The spin-orbit charge transfer intersystem crossing (SOCT-ISC) photophysical process has shown great potential for constructing heavy-atom-free photosensitizers (PSs) for photodynamic therapy (PDT) of tumors. However, for almost all such PSs reported to date, the SOCT-ISC is driven by the acceptor-excited photoinduced electron transfer ( a -PeT). In this work, for the first time the donor-excited photoinduced electron transfer ( d -PeT)-driven SOCT-ISC mechanism is utilized to construct the heavy-atom-free PSs for PDT of tumors by directly installing the electron-deficient N -alkylquinolinium unit (as an electron acceptor) into the meso -position of the near-infrared (NIR) distyryl Bodipy chromophore (as an electron donor). In the less polar environment, the PSs exist as the monomer and promote the production of singlet oxygen ( 1 O 2 ) (Type-II) relying on the d -PeT-driven population of the triplet excited state via SOCT-ISC, whereas in the aqueous environment, they exist as nanoaggregates and induce the generation of superoxides (O 2 -• ) and hydroxyl radicals (HO • ) (Type-I) via the d -PeT-driven formation of the delocalized charge-separated state. The PSs could rapidly be internalized into cancer cells and induce the simultaneous production of intracellular 1 O 2 , O 2 -• , and HO • upon NIR light irradiation, endowing the PSs with superb photocytotoxicity with IC 50 values up to submicromolar levels whether under normoxia or under hypoxia.

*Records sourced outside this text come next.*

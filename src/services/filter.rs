// src/services/filter.rs

//! Keyword filter engine.
//!
//! Decides whether a [`NormalizedJob`] fits a [`FilterConfig`]. The decision
//! short-circuits through four checks in order:
//!
//! 1. **Exclusion**: no `exclude_keywords` entry in title + description.
//! 2. **Location**: some `location_keywords` entry in title, company,
//!    description, tags and location, unless the list contains "anywhere".
//! 3. **Subject**: some `job_keywords` entry in title + tags, or (fallback)
//!    in the description while the title carries a role keyword.
//! 4. **Role**: some `role_keywords` entry in the title.
//!
//! All matching is whole-word and case-insensitive: "AI" matches "AI-powered"
//! and "(ai)" but never "mail" or "paid".

use regex::Regex;

use crate::error::Result;
use crate::models::{FilterConfig, FilterPolicy, NormalizedJob};

/// Location keyword that disables the location check.
pub const ANYWHERE: &str = "anywhere";

/// A single keyword compiled for whole-word, case-insensitive search.
#[derive(Debug, Clone)]
pub struct WordMatcher {
    pattern: Regex,
}

impl WordMatcher {
    /// Compile a keyword. Returns `None` for blank keywords, which never match.
    pub fn new(keyword: &str) -> Result<Option<Self>> {
        let keyword = keyword.trim();
        if keyword.is_empty() {
            return Ok(None);
        }

        // Neighbours must be a string edge or a non-word character. Spelled
        // out instead of `\b` so keywords that start or end with punctuation
        // ("c++", ".net") are bounded the same way.
        let pattern = Regex::new(&format!(
            r"(?i)(?:^|\W){}(?:\W|$)",
            regex::escape(keyword)
        ))?;

        Ok(Some(Self { pattern }))
    }

    /// True if the keyword occurs in `text` as a whole word.
    pub fn is_match(&self, text: &str) -> bool {
        self.pattern.is_match(text)
    }
}

/// Compile a keyword list, dropping blank entries.
fn compile_all(keywords: &[String]) -> Result<Vec<WordMatcher>> {
    let mut matchers = Vec::with_capacity(keywords.len());
    for keyword in keywords {
        if let Some(matcher) = WordMatcher::new(keyword)? {
            matchers.push(matcher);
        }
    }
    Ok(matchers)
}

fn any_match(matchers: &[WordMatcher], text: &str) -> bool {
    matchers.iter().any(|m| m.is_match(text))
}

/// Outcome of evaluating a job, naming the check that rejected it.
#[derive(Debug, Clone, Copy, PartialEq, Eq)]
pub enum Verdict {
    Accepted,
    /// Title or company is blank
    Incomplete,
    /// An exclude keyword appears in title or description
    Excluded,
    /// No location keyword found
    Location,
    /// No job keyword in the places the policy allows
    Subject,
    /// No role keyword in the title
    Role,
}

impl Verdict {
    pub fn is_accepted(self) -> bool {
        self == Verdict::Accepted
    }
}

/// Compiled filter built once per run from a [`FilterConfig`].
///
/// Holds no per-record state, so one instance can be shared by every source.
#[derive(Debug, Clone)]
pub struct KeywordFilter {
    job: Vec<WordMatcher>,
    role: Vec<WordMatcher>,
    exclude: Vec<WordMatcher>,
    /// `None` when the location check is disabled
    location: Option<Vec<WordMatcher>>,
    policy: FilterPolicy,
}

impl KeywordFilter {
    /// Compile every keyword list of the configuration.
    pub fn new(config: &FilterConfig) -> Result<Self> {
        let anywhere = config
            .location_keywords
            .iter()
            .any(|k| k.trim().eq_ignore_ascii_case(ANYWHERE));

        let location = if anywhere {
            None
        } else {
            Some(compile_all(&config.location_keywords)?)
        };

        Ok(Self {
            job: compile_all(&config.job_keywords)?,
            role: compile_all(&config.role_keywords)?,
            exclude: compile_all(&config.exclude_keywords)?,
            location,
            policy: config.filter_policy,
        })
    }

    /// True if the job passes every check.
    pub fn matches(&self, job: &NormalizedJob) -> bool {
        self.evaluate(job).is_accepted()
    }

    /// Run the checks in order and report the first one that fails.
    pub fn evaluate(&self, job: &NormalizedJob) -> Verdict {
        if !job.is_complete() {
            return Verdict::Incomplete;
        }

        let title = job.title.as_str();
        let description = job.description.as_str();
        let tags = job.tags_text();

        let title_and_description = format!("{title} {description}");
        if any_match(&self.exclude, &title_and_description) {
            return Verdict::Excluded;
        }

        if let Some(location) = &self.location {
            let combined = format!(
                "{} {} {} {} {}",
                title, job.company, description, tags, job.location
            );
            if !any_match(location, &combined) {
                return Verdict::Location;
            }
        }

        let title_has_role = any_match(&self.role, title);

        let subject = match self.policy {
            FilterPolicy::TitleTagsFallback => {
                let title_and_tags = format!("{title} {tags}");
                any_match(&self.job, &title_and_tags)
                    || (any_match(&self.job, description) && title_has_role)
            }
            FilterPolicy::TitleOnly => any_match(&self.job, title),
        };
        if !subject {
            return Verdict::Subject;
        }

        if !title_has_role {
            return Verdict::Role;
        }

        Verdict::Accepted
    }
}

/// Decide whether `job` fits `config`.
///
/// Convenience form that compiles the configuration on every call; sources
/// filtering many records should build a [`KeywordFilter`] once instead.
pub fn matches(job: &NormalizedJob, config: &FilterConfig) -> bool {
    match KeywordFilter::new(config) {
        Ok(filter) => filter.matches(job),
        Err(e) => {
            log::warn!("Keyword filter could not be compiled: {}", e);
            false
        }
    }
}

Based on the PSs platform, a tumor-targetable PS is developed, and its abilities in killing cancer cells and in ablating tumors without damage to normal cells/tissues under NIR light irradiation are verified in vitro and in vivo . The study expands the design scope of PSs by introducing the d -PeT conception, thus being highly valuable for achieving novel PSs in the realm of tumor PDT.